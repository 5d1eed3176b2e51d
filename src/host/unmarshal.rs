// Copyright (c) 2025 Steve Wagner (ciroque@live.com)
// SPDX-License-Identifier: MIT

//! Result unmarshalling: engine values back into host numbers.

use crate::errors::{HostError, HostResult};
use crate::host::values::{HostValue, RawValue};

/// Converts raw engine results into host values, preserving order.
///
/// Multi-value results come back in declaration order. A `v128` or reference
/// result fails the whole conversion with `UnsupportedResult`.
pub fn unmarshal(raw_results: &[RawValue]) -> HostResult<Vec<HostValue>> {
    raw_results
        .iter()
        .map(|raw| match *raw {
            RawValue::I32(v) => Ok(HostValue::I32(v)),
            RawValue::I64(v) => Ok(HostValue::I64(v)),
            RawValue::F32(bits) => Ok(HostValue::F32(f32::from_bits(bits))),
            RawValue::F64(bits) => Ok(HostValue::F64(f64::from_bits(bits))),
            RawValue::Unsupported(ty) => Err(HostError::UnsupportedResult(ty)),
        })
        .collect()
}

• • • • •

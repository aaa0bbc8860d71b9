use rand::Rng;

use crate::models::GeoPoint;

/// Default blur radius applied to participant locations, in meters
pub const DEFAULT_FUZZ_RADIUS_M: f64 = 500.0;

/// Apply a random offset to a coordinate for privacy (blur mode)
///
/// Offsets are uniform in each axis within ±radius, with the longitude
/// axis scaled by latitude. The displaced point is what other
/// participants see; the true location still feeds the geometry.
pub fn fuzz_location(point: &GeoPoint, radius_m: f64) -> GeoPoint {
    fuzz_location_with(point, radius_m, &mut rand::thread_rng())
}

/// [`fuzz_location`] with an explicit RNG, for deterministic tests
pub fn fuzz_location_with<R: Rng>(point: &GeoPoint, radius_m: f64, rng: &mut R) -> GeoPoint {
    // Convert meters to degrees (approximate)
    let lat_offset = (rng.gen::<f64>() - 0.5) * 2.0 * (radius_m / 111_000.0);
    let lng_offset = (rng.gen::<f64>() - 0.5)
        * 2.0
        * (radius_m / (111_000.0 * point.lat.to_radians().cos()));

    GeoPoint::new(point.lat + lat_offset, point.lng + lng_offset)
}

• • • • •

## TASK REQUIREMENTS
Your task is to collect every line above that contains the word "axis".

## RESPONSE AREA
/// Offsets are uniform in each axis within ±radius, with the longitude
/// axis scaled by latitude. The displaced point is what other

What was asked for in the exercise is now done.